> [WHAT YOU HAVE TO DO]: Copy out all of the records. Keep every word exact.
(SUPPLIED INFORMATION Opens)
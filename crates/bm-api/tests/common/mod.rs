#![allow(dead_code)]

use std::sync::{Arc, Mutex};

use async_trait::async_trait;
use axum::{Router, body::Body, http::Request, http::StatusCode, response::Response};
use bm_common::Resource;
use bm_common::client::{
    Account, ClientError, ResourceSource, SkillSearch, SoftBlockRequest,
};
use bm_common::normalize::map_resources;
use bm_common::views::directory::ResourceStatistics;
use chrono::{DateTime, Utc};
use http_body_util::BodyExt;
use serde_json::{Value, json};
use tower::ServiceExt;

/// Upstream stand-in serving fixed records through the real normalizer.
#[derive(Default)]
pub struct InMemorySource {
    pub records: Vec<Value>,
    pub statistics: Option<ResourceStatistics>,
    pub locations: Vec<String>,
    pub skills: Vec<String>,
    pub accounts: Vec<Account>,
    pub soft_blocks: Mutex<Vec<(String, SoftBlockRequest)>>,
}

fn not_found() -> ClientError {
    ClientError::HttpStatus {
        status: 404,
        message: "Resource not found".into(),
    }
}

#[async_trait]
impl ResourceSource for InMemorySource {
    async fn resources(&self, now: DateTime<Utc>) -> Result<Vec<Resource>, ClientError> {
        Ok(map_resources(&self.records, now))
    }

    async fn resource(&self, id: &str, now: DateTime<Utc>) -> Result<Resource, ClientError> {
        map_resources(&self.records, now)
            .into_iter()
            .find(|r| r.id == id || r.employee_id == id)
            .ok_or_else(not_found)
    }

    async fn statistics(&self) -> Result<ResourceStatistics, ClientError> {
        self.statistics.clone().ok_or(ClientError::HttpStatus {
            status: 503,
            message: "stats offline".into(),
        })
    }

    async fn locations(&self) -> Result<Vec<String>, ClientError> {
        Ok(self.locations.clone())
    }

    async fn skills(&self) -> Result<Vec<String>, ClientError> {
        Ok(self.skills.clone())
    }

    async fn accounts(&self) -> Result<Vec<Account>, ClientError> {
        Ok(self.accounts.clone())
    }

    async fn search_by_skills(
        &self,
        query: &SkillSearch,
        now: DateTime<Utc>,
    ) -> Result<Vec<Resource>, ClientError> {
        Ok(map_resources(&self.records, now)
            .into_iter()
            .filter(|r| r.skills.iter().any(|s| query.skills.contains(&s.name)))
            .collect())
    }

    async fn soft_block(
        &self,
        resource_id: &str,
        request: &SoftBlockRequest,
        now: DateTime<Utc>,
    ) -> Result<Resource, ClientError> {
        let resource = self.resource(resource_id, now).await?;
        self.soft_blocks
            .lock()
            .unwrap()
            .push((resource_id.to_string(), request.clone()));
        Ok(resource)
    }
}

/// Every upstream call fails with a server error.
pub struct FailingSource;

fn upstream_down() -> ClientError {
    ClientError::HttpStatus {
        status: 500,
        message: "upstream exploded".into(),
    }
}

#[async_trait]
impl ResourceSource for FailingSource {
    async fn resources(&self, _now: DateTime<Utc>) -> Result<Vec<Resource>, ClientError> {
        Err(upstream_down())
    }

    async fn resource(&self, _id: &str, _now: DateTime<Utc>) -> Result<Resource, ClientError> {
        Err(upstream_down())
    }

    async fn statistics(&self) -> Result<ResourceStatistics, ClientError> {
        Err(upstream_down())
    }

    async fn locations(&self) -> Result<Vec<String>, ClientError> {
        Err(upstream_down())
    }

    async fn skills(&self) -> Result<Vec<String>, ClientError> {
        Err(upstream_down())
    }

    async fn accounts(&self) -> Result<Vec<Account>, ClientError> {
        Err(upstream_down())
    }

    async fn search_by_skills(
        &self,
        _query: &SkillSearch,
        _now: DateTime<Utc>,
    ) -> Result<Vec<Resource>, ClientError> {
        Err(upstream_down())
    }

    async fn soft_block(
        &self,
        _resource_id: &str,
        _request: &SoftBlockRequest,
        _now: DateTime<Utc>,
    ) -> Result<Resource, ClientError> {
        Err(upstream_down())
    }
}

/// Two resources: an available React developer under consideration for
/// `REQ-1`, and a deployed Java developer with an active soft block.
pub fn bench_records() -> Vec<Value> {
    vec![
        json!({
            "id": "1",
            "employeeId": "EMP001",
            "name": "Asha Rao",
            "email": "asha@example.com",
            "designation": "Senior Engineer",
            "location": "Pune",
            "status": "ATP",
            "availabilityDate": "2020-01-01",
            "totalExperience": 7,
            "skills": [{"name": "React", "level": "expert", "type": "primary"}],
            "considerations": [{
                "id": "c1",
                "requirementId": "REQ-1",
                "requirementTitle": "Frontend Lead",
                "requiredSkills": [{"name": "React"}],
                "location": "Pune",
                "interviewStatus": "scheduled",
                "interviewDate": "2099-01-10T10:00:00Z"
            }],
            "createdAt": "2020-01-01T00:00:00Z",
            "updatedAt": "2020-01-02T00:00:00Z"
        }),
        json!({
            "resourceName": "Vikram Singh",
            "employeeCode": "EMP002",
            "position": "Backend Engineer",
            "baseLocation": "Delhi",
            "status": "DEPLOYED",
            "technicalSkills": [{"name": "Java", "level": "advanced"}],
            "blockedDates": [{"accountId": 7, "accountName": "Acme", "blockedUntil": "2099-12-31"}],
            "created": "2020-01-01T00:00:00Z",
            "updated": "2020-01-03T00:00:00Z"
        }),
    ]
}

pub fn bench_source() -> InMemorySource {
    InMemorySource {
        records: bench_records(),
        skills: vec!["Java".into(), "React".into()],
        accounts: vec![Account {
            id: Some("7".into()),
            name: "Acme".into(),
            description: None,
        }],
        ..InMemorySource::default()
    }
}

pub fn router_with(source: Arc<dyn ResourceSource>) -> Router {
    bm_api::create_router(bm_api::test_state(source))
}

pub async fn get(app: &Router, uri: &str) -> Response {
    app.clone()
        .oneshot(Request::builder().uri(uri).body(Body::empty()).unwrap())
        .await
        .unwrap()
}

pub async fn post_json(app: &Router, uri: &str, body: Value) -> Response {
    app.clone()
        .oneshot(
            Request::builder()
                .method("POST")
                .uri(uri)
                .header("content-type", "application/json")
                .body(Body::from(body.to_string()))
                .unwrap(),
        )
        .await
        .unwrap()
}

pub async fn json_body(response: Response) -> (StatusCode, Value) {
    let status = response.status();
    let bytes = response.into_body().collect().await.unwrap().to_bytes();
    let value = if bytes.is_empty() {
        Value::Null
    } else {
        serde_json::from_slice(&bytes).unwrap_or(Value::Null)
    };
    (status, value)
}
(SUPPLIED INFORMATION Closes)
> [WRITTEN SOLUTION]:
filename crates/bm-api/tests/common/mod.rs
#![allow(dead_code)]

use std::sync::{Arc, Mutex};

use async_trait::async_trait;
use axum::{Router, body::Body, http::Request, http::StatusCode, response::Response};
use bm_common::Resource;
use bm_common::client::{
    Account, ClientError, ResourceSource, SkillSearch, SoftBlockRequest,
};
use bm_common::normalize::map_resources;
use bm_common::views::directory::ResourceStatistics;
use chrono::{DateTime, Utc};
use http_body_util::BodyExt;
use serde_json::{Value, json};
use tower::ServiceExt;

/// Upstream stand-in serving fixed records through the real normalizer.
#[derive(Default)]
pub struct InMemorySource {
    pub records: Vec<Value>,
    pub statistics: Option<ResourceStatistics>,
    pub locations: Vec<String>,
    pub skills: Vec<String>,
    pub accounts: Vec<Account>,
    pub soft_blocks: Mutex<Vec<(String, SoftBlockRequest)>>,
}

fn not_found() -> ClientError {
    ClientError::HttpStatus {
        status: 404,
        message: "Resource not found".into(),
    }
}

#[async_trait]
impl ResourceSource for InMemorySource {
    async fn resources(&self, now: DateTime<Utc>) -> Result<Vec<Resource>, ClientError> {
        Ok(map_resources(&self.records, now))
    }

    async fn resource(&self, id: &str, now: DateTime<Utc>) -> Result<Resource, ClientError> {
        map_resources(&self.records, now)
            .into_iter()
            .find(|r| r.id == id || r.employee_id == id)
            .ok_or_else(not_found)
    }

    async fn statistics(&self) -> Result<ResourceStatistics, ClientError> {
        self.statistics.clone().ok_or(ClientError::HttpStatus {
            status: 503,
            message: "stats offline".into(),
        })
    }

    async fn locations(&self) -> Result<Vec<String>, ClientError> {
        Ok(self.locations.clone())
    }

    async fn skills(&self) -> Result<Vec<String>, ClientError> {
        Ok(self.skills.clone())
    }

    async fn accounts(&self) -> Result<Vec<Account>, ClientError> {
        Ok(self.accounts.clone())
    }

    async fn search_by_skills(
        &self,
        query: &SkillSearch,
        now: DateTime<Utc>,
    ) -> Result<Vec<Resource>, ClientError> {
        Ok(map_resources(&self.records, now)
            .into_iter()
            .filter(|r| r.skills.iter().any(|s| query.skills.contains(&s.name)))
            .collect())
    }

    async fn soft_block(
        &self,
        resource_id: &str,
        request: &SoftBlockRequest,
        now: DateTime<Utc>,
    ) -> Result<Resource, ClientError> {
        let resource = self.resource(resource_id, now).await?;
        self.soft_blocks
            .lock()
            .unwrap()
            .push((resource_id.to_string(), request.clone()));
        Ok(resource)
    }
}

/// Every upstream call fails with a server error.
pub struct FailingSource;

fn upstream_down() -> ClientError {
    ClientError::HttpStatus {
        status: 500,
        message: "upstream exploded".into(),
    }
}

#[async_trait]
impl ResourceSource for FailingSource {
    async fn resources(&self, _now: DateTime<Utc>) -> Result<Vec<Resource>, ClientError> {
        Err(upstream_down())
    }

    async fn resource(&self, _id: &str, _now: DateTime<Utc>) -> Result<Resource, ClientError> {
        Err(upstream_down())
    }

    async fn statistics(&self) -> Result<ResourceStatistics, ClientError> {
        Err(upstream_down())
    }

    async fn locations(&self) -> Result<Vec<String>, ClientError> {
        Err(upstream_down())
    }

    async fn skills(&self) -> Result<Vec<String>, ClientError> {
        Err(upstream_down())
    }

    async fn accounts(&self) -> Result<Vec<Account>, ClientError> {
        Err(upstream_down())
    }

    async fn search_by_skills(
        &self,
        _query: &SkillSearch,
        _now: DateTime<Utc>,
    ) -> Result<Vec<Resource>, ClientError> {
        Err(upstream_down())
    }

    async fn soft_block(
        &self,
        _resource_id: &str,
        _request: &SoftBlockRequest,
        _now: DateTime<Utc>,
    ) -> Result<Resource, ClientError> {
        Err(upstream_down())
    }
}

/// Two resources: an available React developer under consideration for
/// `REQ-1`, and a deployed Java developer with an active soft block.
pub fn bench_records() -> Vec<Value> {
    vec![
        json!({
            "id": "1",
            "employeeId": "EMP001",
            "name": "Asha Rao",
            "email": "asha@example.com",
            "designation": "Senior Engineer",
            "location": "Pune",
            "status": "ATP",
            "availabilityDate": "2020-01-01",
            "totalExperience": 7,
            "skills": [{"name": "React", "level": "expert", "type": "primary"}],
            "considerations": [{
                "id": "c1",
                "requirementId": "REQ-1",
                "requirementTitle": "Frontend Lead",
                "requiredSkills": [{"name": "React"}],
                "location": "Pune",
                "interviewStatus": "scheduled",
                "interviewDate": "2099-01-10T10:00:00Z"
            }],
            "createdAt": "2020-01-01T00:00:00Z",
            "updatedAt": "2020-01-02T00:00:00Z"
        }),
        json!({
            "resourceName": "Vikram Singh",
            "employeeCode": "EMP002",
            "position": "Backend Engineer",
            "baseLocation": "Delhi",
            "status": "DEPLOYED",
            "technicalSkills": [{"name": "Java", "level": "advanced"}],
            "blockedDates": [{"accountId": 7, "accountName": "Acme", "blockedUntil": "2099-12-31"}],
            "created": "2020-01-01T00:00:00Z",
            "updated": "2020-01-03T00:00:00Z"
        }),
    ]
}

pub fn bench_source() -> InMemorySource {
    InMemorySource {
        records: bench_records(),
        skills: vec!["Java".into(), "React".into()],
        accounts: vec![Account {
            id: Some("7".into()),
            name: "Acme".into(),
            description: None,
        }],
        ..InMemorySource::default()
    }
}

pub fn router_with(source: Arc<dyn ResourceSource>) -> Router {
    bm_api::create_router(bm_api::test_state(source))
}

pub async fn get(app: &Router, uri: &str) -> Response {
    app.clone()
        .oneshot(Request::builder().uri(uri).body(Body::empty()).unwrap())
        .await
        .unwrap()
}

pub async fn post_json(app: &Router, uri: &str, body: Value) -> Response {
    app.clone()
        .oneshot(
            Request::builder()
                .method("POST")
                .uri(uri)
                .header("content-type", "application/json")
                .body(Body::from(body.to_string()))
                .unwrap(),
        )
        .await
        .unwrap()
}

pub async fn json_body(response: Response) -> (StatusCode, Value) {
    let status = response.status();
    let bytes = response.into_body().collect().await.unwrap().to_bytes();
    let value = if bytes.is_empty() {
        Value::Null
    } else {
        serde_json::from_slice(&bytes).unwrap_or(Value::Null)
    };
    (status, value)
}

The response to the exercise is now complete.